Alla Noce ritorna, sempre e comunque, il nome di Franco Picone che risultava capo del mandamento già nei pizzini di Bernardo Provenzano. Qualche anno fa il boss è stato condannato a più di vent’anni di carcere, che sta scontando ai domiciliari per gravi problemi di salute. Quando i poliziotti della Mobile arrestarono gli Inzerillo di Passo di Rigano, saltava fuori che alcuni esponenti mafiosi vedevano in Picone una figura capace di mettere insieme i cocci di Cosa Nostra. Le famiglie di “Passo di Rigano… Noce e Altarello – diceva Francesco Colletti, capomafia di Villabate divenuto collaboratore di giustizia – si vogliono mettere sotto all’autorità di Franco”. E cioè di Picone.
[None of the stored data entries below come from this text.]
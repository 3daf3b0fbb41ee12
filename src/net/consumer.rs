// Consumer relay
// Display-side ingestion of payloads arriving over any tier

use std::sync::Arc;

use tracing::{debug, warn};

use crate::coordinator::Coordinator;
use crate::net::messages::{decode, Payload, Tier};
use crate::validator::Decision;

/// What one payload contributed
#[derive(Debug, Clone, Copy, Default, PartialEq, Eq)]
pub struct IngestReport {
    pub accepted: usize,
    /// Already delivered via another tier
    pub duplicates: usize,
    pub rejected: usize,
    /// Batch entries dropped for failing shape checks
    pub invalid: usize,
    pub status_updated: bool,
    pub decode_failed: bool,
}

/// Decodes inbound payloads and feeds their fixes to the coordinator
///
/// Owned by a single receive loop; `&mut self` keeps the failure streak
/// single-writer.
pub struct ConsumerRelay {
    coordinator: Arc<Coordinator>,
    escalation_threshold: u32,
    consecutive_failures: u32,
}

impl ConsumerRelay {
    pub fn new(coordinator: Arc<Coordinator>, escalation_threshold: u32) -> Self {
        ConsumerRelay {
            coordinator,
            escalation_threshold: escalation_threshold.max(1),
            consecutive_failures: 0,
        }
    }

    pub fn consecutive_failures(&self) -> u32 {
        self.consecutive_failures
    }

    /// Handle one payload. Never fails: bad input is counted and dropped.
    pub async fn ingest(&mut self, tier: Tier, bytes: &[u8]) -> IngestReport {
        let mut report = IngestReport::default();

        let payload = match decode(bytes) {
            Ok(decoded) => {
                self.consecutive_failures = 0;
                for err in &decoded.invalid {
                    warn!(?tier, "Dropping batch entry: {}", err);
                    self.coordinator.note_decode_failure(err, 0).await;
                }
                report.invalid = decoded.invalid.len();
                decoded.payload
            }
            Err(e) => {
                self.consecutive_failures = self.consecutive_failures.saturating_add(1);
                warn!(?tier, consecutive = self.consecutive_failures, "Dropping payload: {}", e);
                self.coordinator.note_decode_failure(&e, self.consecutive_failures).await;
                // Once per streak
                if self.consecutive_failures == self.escalation_threshold {
                    self.coordinator.escalate(self.consecutive_failures).await;
                }
                report.decode_failed = true;
                return report;
            }
        };

        let fixes = match payload {
            Payload::Status { status } => {
                self.coordinator.update_peer_status(status).await;
                report.status_updated = true;
                return report;
            }
            other => {
                if tier == Tier::LatestOnly {
                    warn!(fixes = other.fix_count(), "Fix data received on latest-only tier");
                }
                other.into_fixes()
            }
        };

        for fix in fixes {
            if self.coordinator.is_duplicate(&fix).await {
                self.coordinator.note_duplicate().await;
                report.duplicates += 1;
                continue;
            }
            match self.coordinator.ingest_fix(fix).await {
                Decision::Accept => report.accepted += 1,
                // Lost a race with another tier between the check and the write
                Decision::Reject(crate::validator::RejectReason::DuplicateSequence) => {
                    report.duplicates += 1
                }
                Decision::Reject(_) => report.rejected += 1,
            }
        }

        debug!(
            ?tier,
            accepted = report.accepted,
            duplicates = report.duplicates,
            rejected = report.rejected,
            "Payload ingested"
        );
        report
    }
}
A proposito degli Inzerillo, si vede parecchio in circolazione Giovanni Inzerillo, figlio di quel Totuccio crivellato di colpi dai corleonesi che conquistarono Palermo. Uno degli amici di Inzerillo senior è legato anche a Francesco Paolo Bontade, figlio di Stefano, il principe di Villagrazia, pure lui massacrato dai corleonesi. Giovanni Inzerillo, tornato a fare l’imprenditore dopo l’assoluzione dall’accusa di mafia incassate nel 2008, è ricomparso in una serie di incontri con il boss di Torretta Lorenzo Di Maggio, l’uomo che gestiva i pizzini dei mafiosi palermitani diretti al superlatitante Matteo Messina Denaro.

Tra gli scarcerati di peso alla Noce c’è anche Pierino Di Napoli, tornato a Palermo nel novembre 2020 dopo un lungo periodo di detenzione nel carcere di San Gimignano. Qualcuno raccontava che “l’altra volta parlavamo con lo zio Pierino, dice ‘me lo devi mandare… me lo devi mandare’”. Di Napoli avrebbe voluto incontrare Giancarlo Seidita, arrestato di recente, ma era meglio essere prudenti.

Nel mandamento mafioso di Pagliarelli sono tornati liberi Francesco Annatelli (un tempo uomo della droga), Giuseppe e Antonio La Innusa, spesso in contatto con Giuseppe Calvaruso, il reggente del mandamento di recente finito di nuovo in carcere. Nel contesto associativo figurava spesso Giuseppe Trinca, un pezzo grosso della famiglia di Corso Calatafimi che fa parte sempre del mandamento di Pagliarelli. Il cugino di Trinca, Nunzio, con precedenti penali per contrabbando, riciclaggio e truffa, era proprietario di un fabbricato in contrada Cavallaro a Casteldaccia, dove aveva alloggiato il latitante Giovanni Motisi. Sulla fuga di Motisi non si è smesso di indagare.

Altro nome importante è quello di Stefano Fidanzati, fratello di Gaetano, il capomafia dell’Arenella-Acquasanta. Libero dal 2018 Stefano Fidanzati fa la spola fra Palermo e Milano, da sempre città cara alla famiglia. La sua famiglia mafiosa fa parte del mandamento di Resuttana, dove gli investigatori si concentrano in particolare su Salvo Genova, che è stato reggente del mandamento contiguo a quello di Tommaso Natale.

E poi c’è la provincia mafiosa. Giovanni Grizzaffi, nipote di Riina, a Corleone dove si è rifatto vivo anche il figlio del capo dei capi, Giuseppe Salvatore; Pino Scaduto a Bagheria, Nino Spera a Belmonte Mezzagno: di nomi che contano ce ne sono parecchi.